INSTRUCTIONS TO FOLLOW
Exactly as they appear below, repeat the lines from the one with "pub fn customer(customer_id: &str)" through the one with "pub fn guest(session_id: &str)", and no others.

#### RECORDS PROVIDED

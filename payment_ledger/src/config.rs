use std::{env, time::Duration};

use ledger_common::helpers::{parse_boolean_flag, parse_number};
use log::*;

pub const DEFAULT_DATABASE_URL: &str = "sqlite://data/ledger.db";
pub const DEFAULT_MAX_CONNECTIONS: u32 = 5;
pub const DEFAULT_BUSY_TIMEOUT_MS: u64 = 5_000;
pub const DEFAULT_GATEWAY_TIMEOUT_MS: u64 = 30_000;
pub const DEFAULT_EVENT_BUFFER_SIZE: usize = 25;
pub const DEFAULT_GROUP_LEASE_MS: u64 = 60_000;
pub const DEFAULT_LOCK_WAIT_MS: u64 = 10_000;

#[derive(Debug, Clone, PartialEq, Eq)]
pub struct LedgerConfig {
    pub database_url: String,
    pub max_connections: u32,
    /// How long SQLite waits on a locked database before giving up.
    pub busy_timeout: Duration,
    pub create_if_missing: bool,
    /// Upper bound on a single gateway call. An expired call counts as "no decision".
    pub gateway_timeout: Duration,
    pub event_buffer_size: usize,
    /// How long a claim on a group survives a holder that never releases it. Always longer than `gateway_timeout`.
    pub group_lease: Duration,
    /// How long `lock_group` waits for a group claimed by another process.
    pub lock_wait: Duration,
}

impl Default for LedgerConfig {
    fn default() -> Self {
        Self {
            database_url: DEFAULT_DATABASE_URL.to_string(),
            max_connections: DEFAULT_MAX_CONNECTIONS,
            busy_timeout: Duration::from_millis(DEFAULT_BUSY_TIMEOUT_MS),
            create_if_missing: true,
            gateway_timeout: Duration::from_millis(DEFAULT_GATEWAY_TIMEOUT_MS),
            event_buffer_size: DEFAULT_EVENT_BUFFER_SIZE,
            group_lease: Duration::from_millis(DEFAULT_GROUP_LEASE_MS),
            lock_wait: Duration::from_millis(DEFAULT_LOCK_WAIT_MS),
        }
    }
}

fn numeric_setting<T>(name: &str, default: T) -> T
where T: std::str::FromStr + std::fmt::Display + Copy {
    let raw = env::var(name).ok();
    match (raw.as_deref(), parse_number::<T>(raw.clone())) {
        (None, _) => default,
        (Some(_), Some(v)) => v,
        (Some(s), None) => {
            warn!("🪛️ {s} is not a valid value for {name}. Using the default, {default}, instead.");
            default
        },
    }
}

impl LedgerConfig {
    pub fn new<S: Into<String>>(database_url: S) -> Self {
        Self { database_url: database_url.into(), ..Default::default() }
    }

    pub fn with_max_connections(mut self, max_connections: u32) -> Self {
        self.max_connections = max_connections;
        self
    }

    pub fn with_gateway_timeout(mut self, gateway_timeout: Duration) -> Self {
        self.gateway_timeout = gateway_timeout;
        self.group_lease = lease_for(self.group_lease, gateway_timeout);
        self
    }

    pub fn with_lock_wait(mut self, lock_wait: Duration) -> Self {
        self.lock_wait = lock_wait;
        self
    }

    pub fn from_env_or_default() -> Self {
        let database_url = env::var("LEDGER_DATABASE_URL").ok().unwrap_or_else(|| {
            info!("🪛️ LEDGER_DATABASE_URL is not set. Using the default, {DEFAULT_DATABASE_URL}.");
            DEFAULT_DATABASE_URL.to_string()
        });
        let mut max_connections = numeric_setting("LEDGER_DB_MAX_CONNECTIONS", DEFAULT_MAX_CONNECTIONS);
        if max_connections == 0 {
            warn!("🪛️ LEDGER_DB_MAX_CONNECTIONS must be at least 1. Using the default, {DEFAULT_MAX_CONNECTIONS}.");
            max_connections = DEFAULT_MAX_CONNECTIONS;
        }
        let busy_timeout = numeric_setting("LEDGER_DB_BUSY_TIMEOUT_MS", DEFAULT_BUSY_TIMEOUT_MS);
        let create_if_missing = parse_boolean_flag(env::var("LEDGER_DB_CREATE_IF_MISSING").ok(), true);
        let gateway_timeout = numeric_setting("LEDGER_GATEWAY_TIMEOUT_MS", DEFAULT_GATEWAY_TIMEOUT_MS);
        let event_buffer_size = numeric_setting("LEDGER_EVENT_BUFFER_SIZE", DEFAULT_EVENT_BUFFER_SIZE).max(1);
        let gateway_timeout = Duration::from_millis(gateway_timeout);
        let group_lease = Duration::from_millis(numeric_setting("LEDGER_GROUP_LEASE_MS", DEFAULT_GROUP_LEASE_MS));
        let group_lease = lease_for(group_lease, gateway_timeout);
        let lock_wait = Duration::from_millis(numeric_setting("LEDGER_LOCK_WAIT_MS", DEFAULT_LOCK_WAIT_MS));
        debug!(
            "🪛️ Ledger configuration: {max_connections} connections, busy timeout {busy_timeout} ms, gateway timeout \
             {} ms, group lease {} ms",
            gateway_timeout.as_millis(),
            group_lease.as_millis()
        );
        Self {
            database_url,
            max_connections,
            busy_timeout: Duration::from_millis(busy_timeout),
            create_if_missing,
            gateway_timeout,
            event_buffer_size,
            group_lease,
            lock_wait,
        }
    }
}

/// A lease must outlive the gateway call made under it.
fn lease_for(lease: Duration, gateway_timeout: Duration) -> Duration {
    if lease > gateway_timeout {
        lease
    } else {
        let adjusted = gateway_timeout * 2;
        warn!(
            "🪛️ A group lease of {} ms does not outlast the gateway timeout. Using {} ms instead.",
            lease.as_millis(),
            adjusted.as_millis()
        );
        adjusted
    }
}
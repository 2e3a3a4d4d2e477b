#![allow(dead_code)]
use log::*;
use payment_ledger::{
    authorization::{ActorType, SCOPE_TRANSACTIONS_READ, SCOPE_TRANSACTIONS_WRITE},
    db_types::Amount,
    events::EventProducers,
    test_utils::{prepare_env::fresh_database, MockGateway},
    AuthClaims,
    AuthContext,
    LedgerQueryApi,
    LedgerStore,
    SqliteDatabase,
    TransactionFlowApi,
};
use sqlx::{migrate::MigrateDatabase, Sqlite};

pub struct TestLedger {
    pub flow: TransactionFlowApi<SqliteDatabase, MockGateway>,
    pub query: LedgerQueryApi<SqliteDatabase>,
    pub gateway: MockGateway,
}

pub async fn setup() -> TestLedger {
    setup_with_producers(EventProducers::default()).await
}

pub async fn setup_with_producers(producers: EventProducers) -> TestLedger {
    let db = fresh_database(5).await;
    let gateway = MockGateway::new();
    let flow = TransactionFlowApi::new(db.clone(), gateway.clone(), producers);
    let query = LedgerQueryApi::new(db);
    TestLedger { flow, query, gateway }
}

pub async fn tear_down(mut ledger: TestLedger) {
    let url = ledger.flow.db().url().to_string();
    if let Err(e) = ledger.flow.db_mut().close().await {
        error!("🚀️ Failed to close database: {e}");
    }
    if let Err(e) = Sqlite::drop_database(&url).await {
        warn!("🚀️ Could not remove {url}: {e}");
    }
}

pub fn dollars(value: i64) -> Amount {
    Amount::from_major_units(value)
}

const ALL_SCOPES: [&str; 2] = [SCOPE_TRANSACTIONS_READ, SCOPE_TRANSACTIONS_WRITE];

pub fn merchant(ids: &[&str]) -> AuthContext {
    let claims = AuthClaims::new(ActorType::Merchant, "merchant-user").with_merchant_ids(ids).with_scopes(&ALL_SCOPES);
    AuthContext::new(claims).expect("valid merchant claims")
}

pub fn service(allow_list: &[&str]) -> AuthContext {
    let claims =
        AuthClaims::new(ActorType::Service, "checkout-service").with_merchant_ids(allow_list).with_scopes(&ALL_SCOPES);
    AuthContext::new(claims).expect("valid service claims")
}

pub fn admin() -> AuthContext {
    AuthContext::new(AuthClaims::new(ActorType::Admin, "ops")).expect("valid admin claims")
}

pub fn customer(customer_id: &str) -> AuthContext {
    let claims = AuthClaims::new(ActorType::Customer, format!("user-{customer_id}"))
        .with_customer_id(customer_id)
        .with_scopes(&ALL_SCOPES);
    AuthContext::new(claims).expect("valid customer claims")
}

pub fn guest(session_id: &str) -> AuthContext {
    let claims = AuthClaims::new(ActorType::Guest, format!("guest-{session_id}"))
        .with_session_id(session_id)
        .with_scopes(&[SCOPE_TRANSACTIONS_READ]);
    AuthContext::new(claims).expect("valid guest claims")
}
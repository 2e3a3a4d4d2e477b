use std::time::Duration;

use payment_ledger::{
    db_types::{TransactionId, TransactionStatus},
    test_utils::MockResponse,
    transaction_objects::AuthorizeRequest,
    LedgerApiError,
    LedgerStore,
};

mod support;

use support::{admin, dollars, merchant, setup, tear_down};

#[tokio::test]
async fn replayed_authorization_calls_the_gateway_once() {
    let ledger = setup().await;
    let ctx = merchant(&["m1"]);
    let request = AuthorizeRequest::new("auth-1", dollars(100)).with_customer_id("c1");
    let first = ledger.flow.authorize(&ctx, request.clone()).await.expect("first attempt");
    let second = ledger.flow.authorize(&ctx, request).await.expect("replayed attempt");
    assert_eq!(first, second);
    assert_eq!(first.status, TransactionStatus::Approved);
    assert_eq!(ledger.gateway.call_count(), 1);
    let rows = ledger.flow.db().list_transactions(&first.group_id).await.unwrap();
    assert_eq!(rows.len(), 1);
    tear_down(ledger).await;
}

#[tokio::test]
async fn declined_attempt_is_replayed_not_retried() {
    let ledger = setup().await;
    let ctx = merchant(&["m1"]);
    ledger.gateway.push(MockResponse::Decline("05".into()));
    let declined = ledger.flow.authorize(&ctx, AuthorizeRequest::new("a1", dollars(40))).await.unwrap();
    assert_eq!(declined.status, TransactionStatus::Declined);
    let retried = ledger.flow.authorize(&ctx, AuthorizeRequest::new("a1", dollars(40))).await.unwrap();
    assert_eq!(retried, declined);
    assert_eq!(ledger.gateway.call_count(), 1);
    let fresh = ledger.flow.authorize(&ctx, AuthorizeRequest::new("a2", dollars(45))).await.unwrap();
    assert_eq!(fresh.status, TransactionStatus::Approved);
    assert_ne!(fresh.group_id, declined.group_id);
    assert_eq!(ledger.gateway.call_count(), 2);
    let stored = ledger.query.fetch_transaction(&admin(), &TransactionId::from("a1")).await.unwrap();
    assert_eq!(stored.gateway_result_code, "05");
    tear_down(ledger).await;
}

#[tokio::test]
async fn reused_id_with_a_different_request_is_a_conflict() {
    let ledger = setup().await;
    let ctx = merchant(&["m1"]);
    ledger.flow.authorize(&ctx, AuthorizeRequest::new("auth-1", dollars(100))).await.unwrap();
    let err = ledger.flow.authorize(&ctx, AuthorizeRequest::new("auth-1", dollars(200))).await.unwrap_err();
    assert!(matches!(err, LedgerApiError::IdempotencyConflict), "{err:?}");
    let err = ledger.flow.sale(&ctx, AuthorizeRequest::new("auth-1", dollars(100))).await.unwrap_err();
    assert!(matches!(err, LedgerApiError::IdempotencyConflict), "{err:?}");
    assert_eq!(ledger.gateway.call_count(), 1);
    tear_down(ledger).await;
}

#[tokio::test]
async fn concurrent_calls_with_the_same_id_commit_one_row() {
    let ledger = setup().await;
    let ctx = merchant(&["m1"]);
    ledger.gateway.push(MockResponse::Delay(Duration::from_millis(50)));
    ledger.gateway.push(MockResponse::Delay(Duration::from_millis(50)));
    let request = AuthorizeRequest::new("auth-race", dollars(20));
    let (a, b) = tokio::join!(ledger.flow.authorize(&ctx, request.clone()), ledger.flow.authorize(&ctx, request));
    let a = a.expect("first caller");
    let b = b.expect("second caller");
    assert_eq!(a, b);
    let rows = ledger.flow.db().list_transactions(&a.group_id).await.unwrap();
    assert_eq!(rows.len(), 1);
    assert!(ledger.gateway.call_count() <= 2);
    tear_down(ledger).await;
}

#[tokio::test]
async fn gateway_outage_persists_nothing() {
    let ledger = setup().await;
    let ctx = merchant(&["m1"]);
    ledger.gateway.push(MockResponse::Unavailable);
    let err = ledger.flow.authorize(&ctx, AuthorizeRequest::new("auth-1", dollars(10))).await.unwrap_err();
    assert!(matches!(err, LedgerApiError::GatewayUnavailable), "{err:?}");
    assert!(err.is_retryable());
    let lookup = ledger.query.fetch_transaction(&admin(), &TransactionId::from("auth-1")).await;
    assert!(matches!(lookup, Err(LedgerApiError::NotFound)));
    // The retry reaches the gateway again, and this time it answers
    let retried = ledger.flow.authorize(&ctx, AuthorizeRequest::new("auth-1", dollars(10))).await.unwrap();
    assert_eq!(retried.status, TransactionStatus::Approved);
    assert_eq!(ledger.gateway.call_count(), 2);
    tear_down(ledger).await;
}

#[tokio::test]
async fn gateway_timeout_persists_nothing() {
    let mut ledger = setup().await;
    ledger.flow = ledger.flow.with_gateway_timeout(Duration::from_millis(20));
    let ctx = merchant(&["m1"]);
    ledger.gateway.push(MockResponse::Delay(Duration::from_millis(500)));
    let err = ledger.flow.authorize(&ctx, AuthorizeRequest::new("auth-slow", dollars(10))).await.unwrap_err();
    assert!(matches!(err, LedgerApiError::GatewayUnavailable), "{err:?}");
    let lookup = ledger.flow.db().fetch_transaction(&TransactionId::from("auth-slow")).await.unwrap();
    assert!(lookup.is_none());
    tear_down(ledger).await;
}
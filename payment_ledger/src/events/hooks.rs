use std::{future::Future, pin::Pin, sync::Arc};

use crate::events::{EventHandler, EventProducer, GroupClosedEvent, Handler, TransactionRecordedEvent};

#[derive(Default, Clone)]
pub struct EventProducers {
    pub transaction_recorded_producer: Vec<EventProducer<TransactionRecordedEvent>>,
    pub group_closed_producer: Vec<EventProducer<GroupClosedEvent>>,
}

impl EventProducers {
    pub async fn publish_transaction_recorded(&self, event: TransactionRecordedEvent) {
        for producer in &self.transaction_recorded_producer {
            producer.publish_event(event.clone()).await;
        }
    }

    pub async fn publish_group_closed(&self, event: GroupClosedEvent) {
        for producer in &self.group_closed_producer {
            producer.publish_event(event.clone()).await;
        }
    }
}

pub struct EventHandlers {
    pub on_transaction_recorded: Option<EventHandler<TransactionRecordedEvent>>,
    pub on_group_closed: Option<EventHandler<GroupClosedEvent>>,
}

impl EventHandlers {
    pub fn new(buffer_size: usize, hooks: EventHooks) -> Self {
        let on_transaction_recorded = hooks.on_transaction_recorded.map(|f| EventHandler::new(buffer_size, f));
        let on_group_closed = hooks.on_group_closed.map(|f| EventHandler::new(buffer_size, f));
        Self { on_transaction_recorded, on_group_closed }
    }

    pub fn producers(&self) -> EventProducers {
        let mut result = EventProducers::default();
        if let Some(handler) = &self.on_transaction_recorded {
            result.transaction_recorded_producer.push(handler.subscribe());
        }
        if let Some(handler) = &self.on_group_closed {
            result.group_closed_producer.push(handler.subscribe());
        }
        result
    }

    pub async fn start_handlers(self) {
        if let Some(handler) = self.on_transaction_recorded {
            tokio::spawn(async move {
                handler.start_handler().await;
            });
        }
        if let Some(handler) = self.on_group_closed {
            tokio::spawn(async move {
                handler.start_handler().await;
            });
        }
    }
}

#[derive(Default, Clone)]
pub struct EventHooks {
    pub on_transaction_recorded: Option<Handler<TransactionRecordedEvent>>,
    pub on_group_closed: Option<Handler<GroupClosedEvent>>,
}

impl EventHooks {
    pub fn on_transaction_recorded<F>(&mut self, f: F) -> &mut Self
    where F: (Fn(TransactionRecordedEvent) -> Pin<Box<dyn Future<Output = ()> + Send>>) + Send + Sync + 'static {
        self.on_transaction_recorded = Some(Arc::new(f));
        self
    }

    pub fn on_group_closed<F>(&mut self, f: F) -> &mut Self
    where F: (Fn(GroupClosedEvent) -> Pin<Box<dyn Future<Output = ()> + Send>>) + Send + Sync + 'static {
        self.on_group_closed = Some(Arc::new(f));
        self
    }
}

########

EXPECTED OUTPUT
pub fn customer(customer_id: &str) -> AuthContext {
    let claims = AuthClaims::new(ActorType::Customer, format!("user-{customer_id}"))
        .with_customer_id(customer_id)
        .with_scopes(&ALL_SCOPES);
    AuthContext::new(claims).expect("valid customer claims")
}

pub fn guest(session_id: &str) -> AuthContext {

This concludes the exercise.